In the end he didn’t make it: Nick Bollettieri died on December 4, 2022, after there had been rumors about his deteriorating health in recent weeks. The famous US coach has had several physical problems in the last two years, but at the same time, as confirmed by former tennis player Jimmy Arias, in a photo of them together, Bollettieri refused to go to the doctor, also for fear of needles.

During his career, Bollettieri opened a well-known tennis academy and helped launch legends of the sport such as André Agassi, Jim Courier, Monica Seles, Serena and Venus Williams and the Russian tennis player Maria Sharapova.

A man destined to make tennis history. Tennis World USA staff joins in the condolences that the wolrd of sports is offering to the legendary Nick Bolletieri.

Nick Bollettieri’s career

Son of Italian-American immigrants, Nick graduated in philosophy in 1953 and later served in the United States Army.

He studied Law at the University of Miami but dropped out in 1956 to start teaching tennis at the prestigious Wayland Academy. Among his first students are Sheryl Smith and Brian Gottfried. Bollettieri became director of tennis operations at the Dorado Beach Hotel in Puerto Rico in the early 1970s, a property owned by the Rockefeller family.

During these years, Nick’s main assistant is Julio Moros, who will follow Nick to Florida when he decides to found his own academy. In 1977 Bollettieri left Puerto Rico and settled in Longboat Key, Florida, as a tennis teacher at the Colony Beach and Tennis Resort.

After working for various structures, in 1978 he opened his own tennis academy in Bradenton, Florida, on an area of 40 acres. In 1987 the International Management Group took over the academy, however leaving Nick the task of directing it.

The first tennis player coached by Bollettieri to reach the top of the ATP rankings is US champion Jim Courier; Bollettieri in 1993 then became the coach of Boris Becker who had already reached the top of the ATP ranking on January 28, 1991.

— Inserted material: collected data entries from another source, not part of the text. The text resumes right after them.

/// Mailbox entries a writer accepts
#[derive(Debug)]
pub enum WriterMessage {
    Deliver(DeliverRequest),
    /// The endpoint for this address was reported terminated
    Terminated,
    /// Fail this writer instance so the supervisor replaces it
    RestartAfterConnectFailure(String),
    Stop,
}

/// Writer lifecycle state
#[derive(Debug, Clone, Copy, PartialEq, Eq)]
pub enum WriterStatus {
    Starting,
    Connecting,
    Connected,
    Failed,
    Stopping,
    Stopped,
}

/// How a writer's run loop ended
#[derive(Debug)]
pub enum WriterExit {
    /// Clean stop; anything unsent was dead-lettered
    Stopped,
    /// A batch write failed; `requeued` holds the failed batch followed by
    /// the undelivered mailbox, in submission order. `sent` counts the
    /// batches this instance wrote before the failure.
    SendFailed {
        requeued: Vec<DeliverRequest>,
        sent: u64,
    },
    /// Terminal failure of this instance
    Failed {
        error: RemoteError,
        pending: Vec<DeliverRequest>,
    },
}

/// Rejected delivery, handing the request back
#[derive(Debug)]
pub enum DeliverError {
    Full(DeliverRequest),
    Closed(DeliverRequest),
}

/// Sending side of a writer's mailbox
#[derive(Debug, Clone)]
pub struct WriterHandle {
    address: String,
    sender: mpsc::Sender<WriterMessage>,
}
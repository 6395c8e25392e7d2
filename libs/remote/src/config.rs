//! Remote Configuration
//!
//! Immutable snapshot of remoting tunables, built once at startup and shared
//! read-only (`Arc<RemoteConfig>`) by the server, the endpoint manager and
//! every writer.
//!
//! Loaded from TOML with `REMOTE_` environment overrides, or assembled in
//! code with the `with_*` builders:
//!
//! ```rust
//! use actor_remote::RemoteConfig;
//!
//! let config = RemoteConfig::new("127.0.0.1", 8090)
//!     .with_advertised_host("node-a.internal:8090")
//!     .with_max_retry_count(3);
//! assert_eq!(config.address(), "127.0.0.1:8090");
//! ```

use crate::backoff::{BackoffPolicy, RetryBackoff};
use crate::{RemoteError, Result};
use anyhow::Context;
use config_crate::{Config, Environment, File};
use serde::{Deserialize, Serialize};
use std::path::{Path, PathBuf};
use std::sync::Arc;
use std::time::Duration;
use tracing::info;

/// Transport scheme for outbound endpoints
#[derive(Debug, Clone, Copy, PartialEq, Eq, Serialize, Deserialize)]
#[serde(rename_all = "lowercase")]
pub enum Scheme {
    /// Cleartext
    Http,
    /// TLS; requires client TLS material and a TLS-capable connector
    Https,
}

impl Scheme {
    pub fn allows_cleartext(&self) -> bool {
        matches!(self, Scheme::Http)
    }
}

/// PEM material for one side of a TLS connection
#[derive(Debug, Clone, PartialEq, Eq, Serialize, Deserialize)]
pub struct TlsConfig {
    pub cert_path: PathBuf,
    pub key_path: PathBuf,
    #[serde(default)]
    pub ca_path: Option<PathBuf>,
}

/// Inbound side timeouts and limits
#[derive(Debug, Clone, PartialEq, Eq, Serialize, Deserialize)]
#[serde(default)]
pub struct ServerOptions {
    /// Bound on receiving the handshake frame
    pub read_header_timeout_ms: u64,
    /// Idle bound between inbound frames, 0 disables
    pub read_timeout_ms: u64,
    /// Bound on each outbound frame written by the reader, 0 disables
    pub write_timeout_ms: u64,
    /// Size limit of the handshake frame
    pub max_header_bytes: usize,
    pub tls: Option<TlsConfig>,
}

impl Default for ServerOptions {
    fn default() -> Self {
        Self {
            read_header_timeout_ms: 1_000,
            read_timeout_ms: 5 * 60 * 1_000,
            write_timeout_ms: 5 * 60 * 1_000,
            max_header_bytes: 8 * 1024, // 8KiB
            tls: None,
        }
    }
}

impl ServerOptions {
    pub fn read_header_timeout(&self) -> Duration {
        Duration::from_millis(self.read_header_timeout_ms)
    }

    pub fn read_timeout(&self) -> Option<Duration> {
        non_zero(self.read_timeout_ms)
    }

    pub fn write_timeout(&self) -> Option<Duration> {
        non_zero(self.write_timeout_ms)
    }
}

/// Outbound side timeouts
#[derive(Debug, Clone, PartialEq, Eq, Serialize, Deserialize)]
#[serde(default)]
pub struct ClientOptions {
    /// Bound on dialing the remote address
    pub connect_timeout_ms: u64,
    /// Bound on awaiting the `ConnectResponse`, 0 disables
    pub read_idle_timeout_ms: u64,
    /// Bound on each batch write, 0 disables
    pub write_byte_timeout_ms: u64,
    pub tls: Option<TlsConfig>,
}

impl Default for ClientOptions {
    fn default() -> Self {
        Self {
            connect_timeout_ms: 5_000,
            read_idle_timeout_ms: 15_000,
            write_byte_timeout_ms: 0,
            tls: None,
        }
    }
}

impl ClientOptions {
    pub fn connect_timeout(&self) -> Duration {
        Duration::from_millis(self.connect_timeout_ms)
    }

    pub fn read_idle_timeout(&self) -> Option<Duration> {
        non_zero(self.read_idle_timeout_ms)
    }

    pub fn write_byte_timeout(&self) -> Option<Duration> {
        non_zero(self.write_byte_timeout_ms)
    }
}

/// Cross-origin policy handed to HTTP front-ends
#[derive(Debug, Clone, PartialEq, Eq, Serialize, Deserialize)]
#[serde(default)]
pub struct CorsPolicy {
    /// `*` allows every origin
    pub allowed_origins: Vec<String>,
    pub allowed_methods: Vec<String>,
    pub allowed_headers: Vec<String>,
    pub exposed_headers: Vec<String>,
    pub max_age_secs: u64,
}

impl Default for CorsPolicy {
    fn default() -> Self {
        Self {
            allowed_origins: vec!["*".to_string()],
            allowed_methods: ["HEAD", "GET", "POST", "PUT", "PATCH", "DELETE"]
                .iter()
                .map(|m| m.to_string())
                .collect(),
            allowed_headers: vec!["*".to_string()],
            exposed_headers: [
                "Accept",
                "Accept-Encoding",
                "Accept-Post",
                "Connect-Accept-Encoding",
                "Connect-Content-Encoding",
                "Content-Encoding",
                "Grpc-Accept-Encoding",
                "Grpc-Encoding",
                "Grpc-Message",
                "Grpc-Status",
                "Grpc-Status-Details-Bin",
            ]
            .iter()
            .map(|h| h.to_string())
            .collect(),
            max_age_secs: 2 * 60 * 60,
        }
    }
}

impl CorsPolicy {
    pub fn allows_origin(&self, origin: &str) -> bool {
        self.allowed_origins.iter().any(|o| o == "*" || o == origin)
    }
}

/// Remoting configuration
#[derive(Debug, Clone, PartialEq, Serialize, Deserialize)]
#[serde(default)]
pub struct RemoteConfig {
    pub host: String,
    pub port: u16,
    /// Externally reachable `host:port`, overrides the bound address
    pub advertised_host: Option<String>,
    pub endpoint_writer_batch_size: usize,
    pub endpoint_writer_queue_size: usize,
    pub endpoint_manager_batch_size: usize,
    pub endpoint_manager_queue_size: usize,
    pub max_retry_count: u32,
    pub retry_backoff: RetryBackoff,
    pub scheme: Scheme,
    /// Bounded wait for an orderly server shutdown
    pub shutdown_timeout_ms: u64,
    pub max_frame_size: usize,
    pub server: ServerOptions,
    pub client: ClientOptions,
    pub cors: CorsPolicy,
}

impl Default for RemoteConfig {
    fn default() -> Self {
        Self {
            host: "127.0.0.1".to_string(),
            port: 0,
            advertised_host: None,
            endpoint_writer_batch_size: 1_000,
            endpoint_writer_queue_size: 1_000_000,
            endpoint_manager_batch_size: 1_000,
            endpoint_manager_queue_size: 1_000_000,
            max_retry_count: 5,
            retry_backoff: RetryBackoff::default(),
            scheme: Scheme::Http,
            shutdown_timeout_ms: 10_000,
            max_frame_size: crate::protocol::DEFAULT_MAX_FRAME_SIZE,
            server: ServerOptions::default(),
            client: ClientOptions::default(),
            cors: CorsPolicy::default(),
        }
    }
}

impl RemoteConfig {
    /// Defaults bound to `host:port`
    pub fn new(host: impl Into<String>, port: u16) -> Self {
        Self {
            host: host.into(),
            port,
            ..Self::default()
        }
    }

    /// Load from a TOML file with `REMOTE_` environment overrides
    /// (nested keys use `__`, e.g. `REMOTE_CLIENT__CONNECT_TIMEOUT_MS`)
    pub fn load(path: impl AsRef<Path>) -> anyhow::Result<Self> {
        let path = path.as_ref();
        info!(path = %path.display(), "Loading remote configuration");

        let config = Config::builder()
            .add_source(File::from(path).required(true))
            .add_source(
                Environment::with_prefix("REMOTE")
                    .prefix_separator("_")
                    .separator("__")
                    .try_parsing(true),
            )
            .build()
            .context("Failed to build remote configuration")?;

        let config: RemoteConfig = config
            .try_deserialize()
            .context("Failed to deserialize remote configuration")?;
        config.validate().context("Invalid remote configuration")?;
        Ok(config)
    }

    /// Bind address as `host:port`
    pub fn address(&self) -> String {
        format!("{}:{}", self.host, self.port)
    }

    pub fn validate(&self) -> Result<()> {
        if self.host.is_empty() {
            return Err(RemoteError::configuration("host must not be empty", Some("host")));
        }
        let sizes = [
            ("endpoint_writer_batch_size", self.endpoint_writer_batch_size),
            ("endpoint_writer_queue_size", self.endpoint_writer_queue_size),
            ("endpoint_manager_batch_size", self.endpoint_manager_batch_size),
            ("endpoint_manager_queue_size", self.endpoint_manager_queue_size),
            ("max_frame_size", self.max_frame_size),
        ];
        for (field, value) in sizes {
            if value == 0 {
                return Err(RemoteError::configuration(format!("{} must be positive", field), Some(field)));
            }
        }
        if self.max_retry_count == 0 {
            return Err(RemoteError::configuration(
                "max_retry_count must be at least 1",
                Some("max_retry_count"),
            ));
        }
        if self.server.max_header_bytes == 0 {
            return Err(RemoteError::configuration(
                "max_header_bytes must be positive",
                Some("server.max_header_bytes"),
            ));
        }
        if self.scheme == Scheme::Https && self.client.tls.is_none() {
            return Err(RemoteError::configuration(
                "https scheme requires client TLS material",
                Some("client.tls"),
            ));
        }
        if let Some(advertised) = &self.advertised_host {
            if advertised.is_empty() {
                return Err(RemoteError::configuration(
                    "advertised_host must not be empty when set",
                    Some("advertised_host"),
                ));
            }
        }
        Ok(())
    }

    pub fn shutdown_timeout(&self) -> Duration {
        Duration::from_millis(self.shutdown_timeout_ms)
    }

    pub fn backoff_policy(&self) -> Arc<dyn BackoffPolicy> {
        self.retry_backoff.build()
    }

    pub fn with_advertised_host(mut self, advertised_host: impl Into<String>) -> Self {
        self.advertised_host = Some(advertised_host.into());
        self
    }

    pub fn with_endpoint_writer_batch_size(mut self, batch_size: usize) -> Self {
        self.endpoint_writer_batch_size = batch_size;
        self
    }

    pub fn with_endpoint_writer_queue_size(mut self, queue_size: usize) -> Self {
        self.endpoint_writer_queue_size = queue_size;
        self
    }

    pub fn with_endpoint_manager_batch_size(mut self, batch_size: usize) -> Self {
        self.endpoint_manager_batch_size = batch_size;
        self
    }

    pub fn with_endpoint_manager_queue_size(mut self, queue_size: usize) -> Self {
        self.endpoint_manager_queue_size = queue_size;
        self
    }

    pub fn with_max_retry_count(mut self, max_retry_count: u32) -> Self {
        self.max_retry_count = max_retry_count;
        self
    }

    pub fn with_retry_backoff(mut self, retry_backoff: RetryBackoff) -> Self {
        self.retry_backoff = retry_backoff;
        self
    }

    pub fn with_scheme(mut self, scheme: Scheme) -> Self {
        self.scheme = scheme;
        self
    }

    pub fn with_shutdown_timeout(mut self, timeout: Duration) -> Self {
        self.shutdown_timeout_ms = timeout.as_millis() as u64;
        self
    }

    pub fn with_server_options(mut self, options: ServerOptions) -> Self {
        self.server = options;
        self
    }

    pub fn with_client_options(mut self, options: ClientOptions) -> Self {
        self.client = options;
        self
    }

    pub fn with_server_tls(mut self, tls: TlsConfig) -> Self {
        self.server.tls = Some(tls);
        self
    }

    pub fn with_client_tls(mut self, tls: TlsConfig) -> Self {
        self.client.tls = Some(tls);
        self
    }

    pub fn with_cors(mut self, cors: CorsPolicy) -> Self {
        self.cors = cors;
        self
    }
}

fn non_zero(ms: u64) -> Option<Duration> {
    (ms > 0).then(|| Duration::from_millis(ms))
}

The first to reach the top of the WTA ranking is the very young Monica Seles a few weeks after Becker, on March 11, 1991. On May 18, 2008, he received an honorary degree from the New York College of Health Professions for his commitment to the world of sport, fitness and wellness in general. He also collaborates with the newspaper Tennis Magazine and wrote his autobiography entitled My Aces, My Faults.